Durant la première heure en effet, grâce notamment à son duo d'attaquants Hoarau-Erding, très remuant, le PSG a tout réussi ou presque. Après dix premières minutes d'adaptation, le club de la capitale a même ouvert le score sur corner, par l'international turc (11e), profitant des largesses dans la défense adverse. Malgré de nombreuses occasions (14e, 22e, 26e et 49e), les hommes d'Antoine Kombouaré ont ensuite commis leure première erreur : ne pas inscrire ce but du break, qui les aurait mis à l'abri. Face à des Lyonnais sans idée et désorganisés, ce n'est pourtant pas la place qui a manqué. Mais comme depuis le début de saison, la réussite a fui Giuly et ses partenaires.
Deux erreurs fatales pour le PSG
La deuxième erreur s'est alors produite, au moment où personne ne l'attendait, au plus fort de la maîtrise parisienne sur la partie. Sur un long ballon de Toulalan plein axe, Traoré s'est fait lober, laissant Gomis partir seul en direction de la cage d'Edel. Sakho n'a pas eu d'autre solution de le tacler irrégulièrement, un geste qui a curieusement échappé à Monsieur Kalt mais pas à son assistant. Malgré les changements de Kombouaré pour tenter de conserver le score, l'inévitable n'a pu être évité par ses joueurs. En quatre minutes, ils ont cédé face aux assauts de leurs adversaires, transfigurés. Gomis (77e) puis Cris (81e), tous les deux sur coups de pied arrêtés, ont enfin fait vibrer un stade de Gerland jusque-là muet. Il était temps. Et si l'ancien Stéphanois n'a pas réussi le triplé, il doit s'en prendre aux montants, touchés à deux reprises (74e et 90e).
Mais qu'importe, après ses deux éliminations en coupes, l'OL reprend sa marche en avant. Désormais quatrième de Ligue 1, l'équipe de Claude Puel est plus que jamais dans la course à la Ligue des champions, son objectif avoué.
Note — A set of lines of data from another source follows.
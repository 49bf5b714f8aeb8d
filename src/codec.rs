//! Record stream shared by intermediate and output files: one JSON object per
//! record, newline terminated, no surrounding container.

use std::{
    fs::File,
    io::{self, BufReader, BufWriter, Write},
    path::{Path, PathBuf},
};

use serde_json::{de::IoRead, StreamDeserializer};

use crate::{
    error::{ReduceError, Result},
    kv::KeyValue,
    utils,
};

/// Streams records out of a single file.
///
/// The reader owns the file handle, so dropping it releases the handle
/// whether decoding finished, failed, or was abandoned halfway.
pub struct RecordReader {
    path: PathBuf,
    records: StreamDeserializer<'static, IoRead<BufReader<File>>, KeyValue>,
    failed: bool,
}

impl RecordReader {
    pub fn open(path: impl Into<PathBuf>) -> Result<Self> {
        let path = path.into();
        let file = File::open(&path).map_err(|source| ReduceError::InputUnavailable {
            path: path.clone(),
            source,
        })?;
        let records =
            serde_json::Deserializer::from_reader(BufReader::new(file)).into_iter::<KeyValue>();

        Ok(Self {
            path,
            records,
            failed: false,
        })
    }

    pub fn path(&self) -> &Path {
        &self.path
    }
}

impl Iterator for RecordReader {
    type Item = Result<KeyValue>;

    fn next(&mut self) -> Option<Self::Item> {
        if self.failed {
            return None;
        }
        match self.records.next()? {
            Ok(kv) => Some(Ok(kv)),
            Err(source) => {
                // The stream position is unreliable after a syntax error.
                self.failed = true;
                Some(Err(ReduceError::Decode {
                    path: self.path.clone(),
                    source,
                }))
            }
        }
    }
}

/// Appends records to any writer, one per `write` call.
pub struct RecordWriter<W: Write> {
    path: PathBuf,
    inner: BufWriter<W>,
}

impl<W: Write> RecordWriter<W> {
    /// `path` is only used to label errors.
    pub fn new(path: impl Into<PathBuf>, inner: W) -> Self {
        Self {
            path: path.into(),
            inner: BufWriter::new(inner),
        }
    }

    pub fn write(&mut self, kv: &KeyValue) -> Result<()> {
        serde_json::to_writer(&mut self.inner, kv)
            .map_err(io::Error::from)
            .and_then(|_| self.inner.write_all(b"\n"))
            .map_err(|source| self.encode_error(source))
    }

    /// Flushes buffered records and hands back the underlying writer.
    pub fn finish(self) -> Result<W> {
        let path = self.path;
        self.inner
            .into_inner()
            .map_err(|e| ReduceError::Encode {
                path,
                source: e.into_error(),
            })
    }

    fn encode_error(&self, source: io::Error) -> ReduceError {
        ReduceError::Encode {
            path: self.path.clone(),
            source,
        }
    }
}

/// Writes a complete record file, replacing whatever was at `path`.
pub fn write_records<'a>(
    path: impl AsRef<Path>,
    records: impl IntoIterator<Item = &'a KeyValue>,
) -> Result<()> {
    let path = path.as_ref();
    let file = utils::create_file_ensured(path).map_err(|source| ReduceError::OutputCreate {
        path: path.to_path_buf(),
        source,
    })?;

    let mut writer = RecordWriter::new(path, file);
    for kv in records {
        writer.write(kv)?;
    }
    writer.finish()?;
    Ok(())
}

/// Reads every record of a file, failing on the first malformed one.
pub fn read_records(path: impl Into<PathBuf>) -> Result<Vec<KeyValue>> {
    RecordReader::open(path)?.collect()
}
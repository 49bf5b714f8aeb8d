use std::{
    collections::BTreeMap,
    fs::{self, File},
    io::{BufReader, Write},
    path::Path,
};

pub use glob;

pub type Record = (String, String);

/// Writes `records` as an intermediate partition file, one JSON object per line.
pub fn write_partition(path: &Path, records: &[(&str, &str)]) -> std::io::Result<()> {
    let mut file = File::create(path)?;
    for (key, value) in records {
        let line = serde_json::json!({ "Key": key, "Value": value });
        writeln!(file, "{line}")?;
    }
    Ok(())
}

/// Reads a reduce output file back into `(key, value)` pairs, in file order.
pub fn read_output(path: &Path) -> Result<Vec<Record>, Box<dyn std::error::Error>> {
    let reader = BufReader::new(File::open(path)?);
    let mut output = vec![];
    for value in serde_json::Deserializer::from_reader(reader).into_iter::<serde_json::Value>() {
        let value = value?;
        let key = value["Key"].as_str().ok_or("record without Key")?;
        let reduced = value["Value"].as_str().ok_or("record without Value")?;
        output.push((key.to_string(), reduced.to_string()));
    }
    Ok(output)
}

/// Sequential reference: groups every partition's records in memory and
/// reduces each key once.
pub fn sequential_reduce<F>(partitions: &[Vec<(&str, &str)>], reducef: F) -> Vec<Record>
where
    F: Fn(&str, &[&str]) -> String,
{
    let mut grouped: BTreeMap<&str, Vec<&str>> = BTreeMap::new();
    for partition in partitions {
        for (key, value) in partition {
            grouped.entry(*key).or_default().push(*value);
        }
    }
    grouped
        .into_iter()
        .map(|(key, values)| (key.to_string(), reducef(key, &values)))
        .collect()
}

/// Checks that the union of all output files equals `expected`, and that no
/// key shows up twice.
pub fn verify_output(
    expected: &[Record],
    test_out_paths: glob::Paths,
) -> Result<(), Box<dyn std::error::Error>> {
    let mut test_output: Vec<Record> = vec![];
    for test_out_path in test_out_paths {
        test_output.extend(read_output(&test_out_path?)?);
    }
    test_output.sort();

    let mut expected = expected.to_vec();
    expected.sort();

    let mut keys: Vec<&String> = test_output.iter().map(|(key, _)| key).collect();
    keys.dedup();
    assert_eq!(keys.len(), test_output.len(), "duplicate keys in output");
    assert_eq!(expected, test_output);

    Ok(())
}

/// Number of file descriptors currently open in this process.
#[cfg(target_os = "linux")]
pub fn open_fd_count() -> std::io::Result<usize> {
    let mut count = 0;
    for entry in fs::read_dir("/proc/self/fd")? {
        entry?;
        count += 1;
    }
    Ok(count)
}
Pour la manière, l'ancien coach lillois attendra encore un peu. "On a fait preuve de caractère, on n'est pas encore morts", a crié Cris après la partie. Ce qui suffit sans doute largement à son entraîneur. Dans le vestiaire adverse, le discours a dû être bien différent. Relégué à la 14e place, le PSG n'a à présent quasiment plus rien à jouer cette saison. Une sale habitude diront certains, qui malgré les progrès entrevus, ne cesse de perdurer.
LA DECLA : Claude Puel (entraîneur de Lyon)
"En seconde période, nous sommes rentrés dans d'autres dispositions. L'exclusion est venue naturellement car nous dominions avec des situations. Nous mettions la pression. C'est une récompense. Il faut que ce match soit un véritable tournant pour nous. Il faut arrêter de jouer petit bras et que nous nous lâchions un peu. L'objectif est toujours le même : retrouver le podium le plus vite possible et le défendre et, au vu de la soirée, il était important de prendre les trois points. Cela ne dépend que de nous et de ce que l'on peut mettre dans notre jeu. La victoire est importante ce soir et j'espère qu'elle le sera pour la suite. Cela voudra dire que nous avons pris le bon tournant".